In the listing below, find each line with the string "await" and report it.

Data for this exercise:
>>>>
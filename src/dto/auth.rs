use serde::{Deserialize, Serialize};
use utoipa::ToSchema;

use crate::models::User;

#[derive(Deserialize, Debug, ToSchema)]
pub struct RegisterRequest {
    pub full_name: String,
    pub email: String,
    pub password: String,
    pub phone: Option<String>,
}

#[derive(Deserialize, Debug, ToSchema)]
pub struct LoginRequest {
    pub email: String,
    pub password: String,
}

#[derive(Debug, Serialize, ToSchema)]
pub struct LoginResponse {
    pub token: String,
    pub user: User,
}

#[derive(Deserialize, Debug, ToSchema)]
pub struct ActivateRequest {
    pub token: String,
}

#[derive(Deserialize, Debug, ToSchema)]
pub struct ForgotPasswordRequest {
    pub email: String,
}

#[derive(Deserialize, Debug, ToSchema)]
pub struct ResetPasswordRequest {
    pub token: String,
    pub new_password: String,
}

#[derive(Deserialize, Debug, ToSchema)]
pub struct ChangePasswordRequest {
    pub old_password: String,
    pub new_password: String,
}
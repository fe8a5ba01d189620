use axum::{
    Json, Router,
    extract::{Path, Query, State},
    routing::{get, post},
};
use uuid::Uuid;

use crate::{
    dto::imports::{CreateImportRequest, ImportDetailList, ImportList, ImportWithDetails},
    error::AppResult,
    middleware::auth::AuthUser,
    models::Import,
    response::ApiResponse,
    routes::params::ImportListQuery,
    services::import_service,
    state::AppState,
};

pub fn router() -> Router<AppState> {
    Router::new()
        .route("/", get(list_imports).post(create_import))
        .route("/{id}", get(get_import))
        .route("/{id}/details", get(get_import_details))
        .route("/{id}/accept", post(accept_import))
        .route("/{id}/reject", post(reject_import))
}

#[utoipa::path(
    get,
    path = "/api/imports",
    params(
        ("page" = Option<i64>, Query, description = "Page number, default 1"),
        ("per_page" = Option<i64>, Query, description = "Items per page, default 20"),
        ("status" = Option<String>, Query, description = "pending, accepted or rejected"),
        ("supplier_id" = Option<Uuid>, Query, description = "Filter by supplier"),
        ("sort_order" = Option<String>, Query, description = "asc or desc by created_at"),
    ),
    responses(
        (status = 200, description = "Imports", body = ApiResponse<ImportList>),
        (status = 403, description = "Staff only"),
    ),
    security(("bearer_auth" = [])),
    tag = "Imports"
)]
pub async fn list_imports(
    State(state): State<AppState>,
    user: AuthUser,
    Query(query): Query<ImportListQuery>,
) -> AppResult<Json<ApiResponse<ImportList>>> {
    let resp = import_service::list_imports(&state, &user, query).await?;
    Ok(Json(resp))
}

#[utoipa::path(
    post,
    path = "/api/imports",
    request_body = CreateImportRequest,
    responses(
        (status = 200, description = "Pending import recorded", body = ApiResponse<ImportWithDetails>),
        (status = 400, description = "Unknown supplier/product or invalid lines"),
    ),
    security(("bearer_auth" = [])),
    tag = "Imports"
)]
pub async fn create_import(
    State(state): State<AppState>,
    user: AuthUser,
    Json(payload): Json<CreateImportRequest>,
) -> AppResult<Json<ApiResponse<ImportWithDetails>>> {
    let resp = import_service::create_import(&state, &user, payload).await?;
    Ok(Json(resp))
}

#[utoipa::path(
    get,
    path = "/api/imports/{id}",
    params(
        ("id" = Uuid, Path, description = "Import ID")
    ),
    responses(
        (status = 200, description = "Import with supplier and lines", body = ApiResponse<ImportWithDetails>),
        (status = 404, description = "Import not found"),
    ),
    security(("bearer_auth" = [])),
    tag = "Imports"
)]
pub async fn get_import(
    State(state): State<AppState>,
    user: AuthUser,
    Path(id): Path<Uuid>,
) -> AppResult<Json<ApiResponse<ImportWithDetails>>> {
    let resp = import_service::get_import(&state, &user, id).await?;
    Ok(Json(resp))
}

#[utoipa::path(
    get,
    path = "/api/imports/{id}/details",
    params(
        ("id" = Uuid, Path, description = "Import ID")
    ),
    responses(
        (status = 200, description = "Import lines", body = ApiResponse<ImportDetailList>),
        (status = 404, description = "Import not found"),
    ),
    security(("bearer_auth" = [])),
    tag = "Imports"
)]
pub async fn get_import_details(
    State(state): State<AppState>,
    user: AuthUser,
    Path(id): Path<Uuid>,
) -> AppResult<Json<ApiResponse<ImportDetailList>>> {
    let resp = import_service::get_import_details(&state, &user, id).await?;
    Ok(Json(resp))
}

#[utoipa::path(
    post,
    path = "/api/imports/{id}/accept",
    params(
        ("id" = Uuid, Path, description = "Import ID")
    ),
    responses(
        (status = 200, description = "Import accepted and stock added", body = ApiResponse<Import>),
        (status = 404, description = "Import not found"),
        (status = 409, description = "Import already decided"),
    ),
    security(("bearer_auth" = [])),
    tag = "Imports"
)]
pub async fn accept_import(
    State(state): State<AppState>,
    user: AuthUser,
    Path(id): Path<Uuid>,
) -> AppResult<Json<ApiResponse<Import>>> {
    let resp = import_service::accept_import(&state, &user, id).await?;
    Ok(Json(resp))
}

#[utoipa::path(
    post,
    path = "/api/imports/{id}/reject",
    params(
        ("id" = Uuid, Path, description = "Import ID")
    ),
    responses(
        (status = 200, description = "Import rejected", body = ApiResponse<Import>),
        (status = 404, description = "Import not found"),
        (status = 409, description = "Import already decided"),
    ),
    security(("bearer_auth" = [])),
    tag = "Imports"
)]
pub async fn reject_import(
    State(state): State<AppState>,
    user: AuthUser,
    Path(id): Path<Uuid>,
) -> AppResult<Json<ApiResponse<Import>>> {
    let resp = import_service::reject_import(&state, &user, id).await?;
    Ok(Json(resp))
}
<<<<
The completed task:
    let resp = import_service::list_imports(&state, &user, query).await?;
    let resp = import_service::create_import(&state, &user, payload).await?;
    let resp = import_service::get_import(&state, &user, id).await?;
    let resp = import_service::get_import_details(&state, &user, id).await?;
    let resp = import_service::accept_import(&state, &user, id).await?;
    let resp = import_service::reject_import(&state, &user, id).await?;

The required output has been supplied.